Tried to add the file validation code on lines 72 and 73, in addition to the function at the bottom, 141-146, but I ran into the following error on stack install:

screen shot 2017-08-23 at 9 23 33 am

@IronGremlin
Copy link

Sorry!

I was a bit lazy with my example code on S/O.

Here's a few suggested edits, and some explanation:

checkForAFile :: FilePath -> IO ()
checkForAFile path = do
    validFile <- doesFileExist path
    if validFile
       then putStrLn $ path ++ " is a file that exists"
       else putStrLn $ path ++ " is not a file that exists"

I forgot the = do bit, to complete the function declaration and enter a do block.
I also messed up the argument declaration, accidentally referring to the file path argument as both path and filePath.
I fixed both errors and double-checked that it actually works.

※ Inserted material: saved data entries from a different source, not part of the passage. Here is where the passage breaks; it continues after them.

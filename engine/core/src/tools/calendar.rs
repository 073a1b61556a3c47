//! Calendar
//!
//! Events are free text keyed by day. The view shows one month as a six-week
//! grid starting on Sunday; a selected day receives new events, today when
//! nothing is selected.

use std::collections::BTreeMap;

use chrono::{Datelike, Days, Months, NaiveDate, NaiveDateTime};
use serde::{Deserialize, Serialize};

use super::{export_failed, invalid_import, ToolError, EXPORT_VERSION};

/// Storage key for the event map
pub const EVENTS_KEY: &str = "retrobot-calendar-events";

/// Cells in the month grid
pub const GRID_CELLS: usize = 42;

/// Speech for an empty add
pub const EMPTY_LINE: &str = "Type an event first! I can't schedule nothing! 😅";
/// Speech for moving back a month
pub const PREV_MONTH_LINE: &str = "Going back in time! Well, just one month... ⏰";
/// Speech for moving forward a month
pub const NEXT_MONTH_LINE: &str = "Fast forward to the future! Next month loading... 🚀";

/// Events by day
pub type EventMap = BTreeMap<NaiveDate, Vec<String>>;

#[derive(Serialize)]
#[serde(rename_all = "camelCase")]
struct CalendarExport<'a> {
    version: &'static str,
    export_date: NaiveDateTime,
    events: &'a EventMap,
}

#[derive(Deserialize)]
struct CalendarImport {
    events: EventMap,
}

/// Calendar state
#[derive(Clone, Debug, PartialEq, Eq)]
pub struct Calendar {
    events: EventMap,
    /// First day of the displayed month
    view_month: NaiveDate,
    selected: Option<NaiveDate>,
}

impl Calendar {
    /// Empty calendar showing the month of `today`
    #[must_use]
    pub fn new(today: NaiveDate) -> Self {
        Self::with_events(EventMap::new(), today)
    }

    /// Calendar over previously saved events
    #[must_use]
    pub fn with_events(events: EventMap, today: NaiveDate) -> Self {
        Self {
            events,
            view_month: first_of_month(today),
            selected: None,
        }
    }

    /// Every event
    #[must_use]
    pub fn events(&self) -> &EventMap {
        &self.events
    }

    /// Events on one day
    #[must_use]
    pub fn events_on(&self, date: NaiveDate) -> &[String] {
        self.events.get(&date).map_or(&[], Vec::as_slice)
    }

    /// Selected day, if any
    #[must_use]
    pub fn selected(&self) -> Option<NaiveDate> {
        self.selected
    }

    /// First day of the displayed month
    #[must_use]
    pub fn view_month(&self) -> NaiveDate {
        self.view_month
    }

    /// Heading such as "March 2024"
    #[must_use]
    pub fn month_title(&self) -> String {
        self.view_month.format("%B %Y").to_string()
    }

    /// The 42 days of the grid, Sunday of the first week onward
    #[must_use]
    pub fn grid(&self) -> Vec<NaiveDate> {
        let lead = u64::from(self.view_month.weekday().num_days_from_sunday());
        let start = self.view_month - Days::new(lead);
        start.iter_days().take(GRID_CELLS).collect()
    }

    /// Select a day and describe it
    pub fn select(&mut self, date: NaiveDate) -> String {
        self.selected = Some(date);
        let events = self.events_on(date);
        if events.is_empty() {
            format!(
                "Selected {}. No events scheduled! Perfect day to plan something! ✨",
                display_date(date)
            )
        } else {
            format!("Selected {}. Events: {}! 📅", display_date(date), events.join(", "))
        }
    }

    /// Add an event to the selected day, or today
    ///
    /// Returns the day it landed on.
    ///
    /// # Errors
    ///
    /// [`ToolError::EmptyInput`] if the text is blank.
    pub fn add(&mut self, text: &str, today: NaiveDate) -> Result<NaiveDate, ToolError> {
        let text = text.trim();
        if text.is_empty() {
            return Err(ToolError::EmptyInput);
        }
        let date = *self.selected.get_or_insert(today);
        self.events.entry(date).or_default().push(text.to_string());
        Ok(date)
    }

    /// Remove the `index`th event on `date`, returning its text
    ///
    /// # Errors
    ///
    /// [`ToolError::NotFound`] if there is no such event.
    pub fn remove(&mut self, date: NaiveDate, index: usize) -> Result<String, ToolError> {
        let missing = || ToolError::NotFound(format!("event {index} on {date}"));
        let day = self.events.get_mut(&date).ok_or_else(missing)?;
        if index >= day.len() {
            return Err(missing());
        }
        let removed = day.remove(index);
        if day.is_empty() {
            self.events.remove(&date);
        }
        Ok(removed)
    }

    /// Show the previous month
    pub fn prev_month(&mut self) {
        if let Some(month) = self.view_month.checked_sub_months(Months::new(1)) {
            self.view_month = month;
        }
    }

    /// Show the next month
    pub fn next_month(&mut self) {
        if let Some(month) = self.view_month.checked_add_months(Months::new(1)) {
            self.view_month = month;
        }
    }

    /// Whether anything is on today
    #[must_use]
    pub fn has_events_on(&self, date: NaiveDate) -> bool {
        !self.events_on(date).is_empty()
    }

    /// Days with events from `today` through `today + days`, inclusive
    ///
    /// A window past the last representable date runs to the end of time.
    #[must_use]
    pub fn upcoming(&self, today: NaiveDate, days: u64) -> Vec<(NaiveDate, &[String])> {
        let end = today.checked_add_days(Days::new(days)).unwrap_or(NaiveDate::MAX);
        self.events
            .range(today..=end)
            .filter(|(_, events)| !events.is_empty())
            .map(|(date, events)| (*date, events.as_slice()))
            .collect()
    }

    /// Every event as pretty JSON, keyed by ISO date
    ///
    /// # Errors
    ///
    /// [`ToolError::ExportFailed`] if serialization fails.
    pub fn export(&self, now: NaiveDateTime) -> Result<String, ToolError> {
        serde_json::to_string_pretty(&CalendarExport {
            version: EXPORT_VERSION,
            export_date: now,
            events: &self.events,
        })
        .map_err(export_failed)
    }

    /// Merge an export into this calendar, appending to existing days
    ///
    /// Returns how many events were added.
    ///
    /// # Errors
    ///
    /// [`ToolError::InvalidImport`] if `data` is not JSON, has no `events`
    /// map of ISO dates to lists of text, or holds a blank event. Nothing
    /// is merged then.
    pub fn import(&mut self, data: &str) -> Result<usize, ToolError> {
        let import: CalendarImport = serde_json::from_str(data).map_err(invalid_import)?;
        if import.events.values().flatten().any(|e| e.trim().is_empty()) {
            return Err(ToolError::InvalidImport("event with empty text".into()));
        }

        let mut count = 0;
        for (date, events) in import.events {
            if events.is_empty() {
                continue;
            }
            count += events.len();
            self.events
                .entry(date)
                .or_default()
                .extend(events.into_iter().map(|e| e.trim().to_string()));
        }
        Ok(count)
    }

    /// Add from a sentence like "tomorrow dentist" or "12/25 party"
    ///
    /// Returns the day and event text, or `None` if no date phrase matched.
    /// Month/day dates already past this year roll into the next.
    pub fn quick_add(&mut self, text: &str, today: NaiveDate) -> Option<(NaiveDate, String)> {
        let (date, event) = parse_quick(text, today)?;
        self.events.entry(date).or_default().push(event.clone());
        Some((date, event))
    }
}

/// Speech after a successful import
pub const IMPORTED_LINE: &str =
    "Calendar imported successfully! Your schedule is now super powered! 📅⚡";

/// Speech for a rejected import
pub const IMPORT_FAILED_LINE: &str =
    "Import failed! That doesn't look like valid calendar data! 😵";

/// Speech after adding an event
#[must_use]
pub fn added_line(text: &str, date: NaiveDate) -> String {
    format!(
        "Event \"{}\" added to {}! Your schedule is looking great! 📅✨",
        text.trim(),
        display_date(date)
    )
}

/// Speech after a quick add
#[must_use]
pub fn quick_added_line(text: &str, date: NaiveDate) -> String {
    format!("Smart scheduling! Added \"{text}\" to {}! 🧠✨", display_date(date))
}

/// Speech after removing an event
#[must_use]
pub fn removed_line(text: &str) -> String {
    format!("Event \"{text}\" removed! Calendar updated! 🗑️")
}

/// Month/day/year as users expect to read it
#[must_use]
pub fn display_date(date: NaiveDate) -> String {
    date.format("%-m/%-d/%Y").to_string()
}

fn first_of_month(date: NaiveDate) -> NaiveDate {
    date.with_day(1).unwrap_or(date)
}

fn parse_quick(text: &str, today: NaiveDate) -> Option<(NaiveDate, String)> {
    // ASCII lowercasing keeps byte offsets valid for slicing `text`.
    let lower = text.to_ascii_lowercase();
    let relative = [("today ", 0), ("tomorrow ", 1), ("next week ", 7)];
    for (phrase, offset) in relative {
        if let Some(start) = lower.find(phrase) {
            let event = text[start + phrase.len()..].trim();
            if !event.is_empty() {
                return Some((today + Days::new(offset), event.to_string()));
            }
        }
    }

    let mut words = text.split_whitespace();
    while let Some(word) = words.next() {
        let Some((month, day)) = word.split_once('/') else {
            continue;
        };
        let (Ok(month), Ok(day)) = (month.parse::<u32>(), day.parse::<u32>()) else {
            continue;
        };
        if month.to_string().len() > 2 || day.to_string().len() > 2 {
            continue;
        }
        let event = words.collect::<Vec<_>>().join(" ");
        if event.is_empty() {
            return None;
        }
        let mut date = NaiveDate::from_ymd_opt(today.year(), month, day)?;
        if date < today {
            date = NaiveDate::from_ymd_opt(today.year() + 1, month, day)?;
        }
        return Some((date, event));
    }
    None
}

#[cfg(test)]
mod tests {
    use super::*;
    use pretty_assertions::assert_eq;

    fn day(y: i32, m: u32, d: u32) -> NaiveDate {
        NaiveDate::from_ymd_opt(y, m, d).unwrap()
    }

    #[test]
    fn test_add_defaults_to_today() {
        let today = day(2024, 3, 14);
        let mut cal = Calendar::new(today);
        assert_eq!(cal.add("  ", today), Err(ToolError::EmptyInput));
        assert_eq!(cal.add("Pi day", today), Ok(today));
        assert_eq!(cal.selected(), Some(today));
        assert_eq!(cal.events_on(today), ["Pi day".to_string()]);
    }

    #[test]
    fn test_select_describes_day() {
        let today = day(2024, 3, 14);
        let mut cal = Calendar::new(today);
        assert_eq!(
            cal.select(today),
            "Selected 3/14/2024. No events scheduled! Perfect day to plan something! ✨"
        );
        cal.add("Pi day", today).unwrap();
        cal.add("Pie", today).unwrap();
        assert_eq!(cal.select(today), "Selected 3/14/2024. Events: Pi day, Pie! 📅");
    }

    #[test]
    fn test_remove_drops_empty_day() {
        let today = day(2024, 3, 14);
        let mut cal = Calendar::new(today);
        cal.add("one", today).unwrap();
        assert!(matches!(cal.remove(today, 3), Err(ToolError::NotFound(_))));
        assert_eq!(cal.remove(today, 0), Ok("one".to_string()));
        assert!(cal.events().is_empty());
    }

    #[test]
    fn test_month_navigation_and_grid() {
        let mut cal = Calendar::new(day(2024, 1, 31));
        cal.prev_month();
        assert_eq!(cal.month_title(), "December 2023");
        cal.next_month();
        cal.next_month();
        assert_eq!(cal.view_month(), day(2024, 2, 1));

        let grid = cal.grid();
        assert_eq!(grid.len(), GRID_CELLS);
        // Feb 1 2024 is a Thursday
        assert_eq!(grid[0], day(2024, 1, 28));
        assert_eq!(grid[4], day(2024, 2, 1));
    }

    #[test]
    fn test_quick_add_phrases() {
        let today = day(2024, 3, 14);
        let mut cal = Calendar::new(today);
        assert_eq!(
            cal.quick_add("Tomorrow dentist at 3", today),
            Some((day(2024, 3, 15), "dentist at 3".into()))
        );
        assert_eq!(
            cal.quick_add("next week standup", today),
            Some((day(2024, 3, 21), "standup".into()))
        );
        assert_eq!(
            cal.quick_add("12/25 party", today),
            Some((day(2024, 12, 25), "party".into()))
        );
        assert_eq!(
            cal.quick_add("1/2 recover", today),
            Some((day(2025, 1, 2), "recover".into()))
        );
        assert_eq!(cal.quick_add("13/40 nonsense", today), None);
        assert_eq!(cal.quick_add("someday maybe", today), None);
    }

    #[test]
    fn test_upcoming_window() {
        let today = day(2024, 3, 14);
        let mut cal = Calendar::new(today);
        cal.quick_add("today a", today);
        cal.quick_add("next week b", today);
        cal.quick_add("4/30 c", today);
        let upcoming: Vec<NaiveDate> = cal.upcoming(today, 7).into_iter().map(|(d, _)| d).collect();
        assert_eq!(upcoming, vec![today, day(2024, 3, 21)]);
    }

    #[test]
    fn test_upcoming_window_past_end_of_calendar() {
        let today = day(2024, 3, 14);
        let mut cal = Calendar::new(today);
        cal.quick_add("4/30 c", today);
        cal.quick_add("1/2 later", today);

        let all: Vec<NaiveDate> = cal
            .upcoming(today, u64::MAX)
            .into_iter()
            .map(|(d, _)| d)
            .collect();
        assert_eq!(all, vec![day(2024, 4, 30), day(2025, 1, 2)]);
    }

    #[test]
    fn test_export_merges_into_existing_days() {
        let today = day(2024, 3, 14);
        let mut cal = Calendar::new(today);
        cal.add("Pi day", today).unwrap();
        cal.quick_add("tomorrow dentist", today);

        let data = cal
            .export(today.and_hms_opt(18, 30, 0).unwrap())
            .unwrap();
        let json: serde_json::Value = serde_json::from_str(&data).unwrap();
        assert_eq!(json["version"], "1.0");
        assert_eq!(json["exportDate"], "2024-03-14T18:30:00");
        assert_eq!(json["events"]["2024-03-15"][0], "dentist");

        let mut other = Calendar::new(today);
        other.add("Pie", today).unwrap();
        assert_eq!(other.import(&data), Ok(2));
        assert_eq!(
            other.events_on(today),
            ["Pie".to_string(), "Pi day".to_string()]
        );
        assert_eq!(other.events_on(day(2024, 3, 15)), ["dentist".to_string()]);
    }

    #[test]
    fn test_malformed_import_rejected() {
        let today = day(2024, 3, 14);
        let mut cal = Calendar::new(today);
        cal.add("keep", today).unwrap();

        for bad in [
            "{",
            r#"{"todos":[]}"#,
            r#"{"events":["2024-03-14"]}"#,
            r#"{"events":{"March 14":["x"]}}"#,
            r#"{"events":{"2024-03-14":"x"}}"#,
            r#"{"events":{"2024-03-14":["ok"],"2024-03-15":[" "]}}"#,
        ] {
            assert!(
                matches!(cal.import(bad), Err(ToolError::InvalidImport(_))),
                "accepted {bad}"
            );
        }
        assert_eq!(cal.events().len(), 1);
        assert_eq!(cal.import(r#"{"events":{"2024-04-01":[]}}"#), Ok(0));
        assert_eq!(cal.events().len(), 1);
    }

    #[test]
    fn test_events_serialize_by_iso_date() {
        let today = day(2024, 3, 14);
        let mut cal = Calendar::new(today);
        cal.add("Pi day", today).unwrap();
        let json = serde_json::to_value(cal.events()).unwrap();
        assert_eq!(json["2024-03-14"][0], "Pi day");
        let back: EventMap = serde_json::from_value(json).unwrap();
        assert_eq!(&back, cal.events());
    }
}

When you're attempting to call the function on pwds, you're actually trying to call the file check on the result of the following statement:

    pwds <- case cfgPasswords of
        Just passPath -> (map (Just . T.unpack) . lines) <$>
            readFileUtf8 passPath
        Nothing       -> return $ replicate (length cfgPublicKeys) Nothing

That won't work for two reasons.

  1. The value pwds doesn't exist 'yet'
  2. The type of pwds in this expression is actually [Maybe String] , (Or possibly [Maybe Text] , difficult to tell because there is some weird type conversion stuff going on with OverloadedStrings), representing a list of passwords that may or may not exist.

The value that is representing the filepath is cfgPasswords, which is of type Maybe FilePath, or Maybe String (FilePath is a type synonym for String).

This value is being called into scope implicitly by the enclosing function, run, and it's first argument, cfg@Config{..}

That value is kind of a lot to unpack, but the short and sweet explanation is that Config{..} is using the RecordWildCards extension to pull the fields into scope as named field values from the Config type, which seems to be imported from the Constellation.Node.Config module above.

The type signature for our little checkForAFile function says that it operates on FilePath, and not Maybe Filepath. so that means we have a type mismatch with cfgPasswords.

There are many ways we can address this, but the most basic is to use pattern matching.

Maybe is a type available from Prelude - It looks like this (basically):

data Maybe a = Just a | Nothing

What that means in English is:
"I am a type that wraps type a, which may be any one type. Instances of me may either be a value of that type a, wrapped in my constructor Just, or they may be nothing at all, represented by the nullary constructor Nothing"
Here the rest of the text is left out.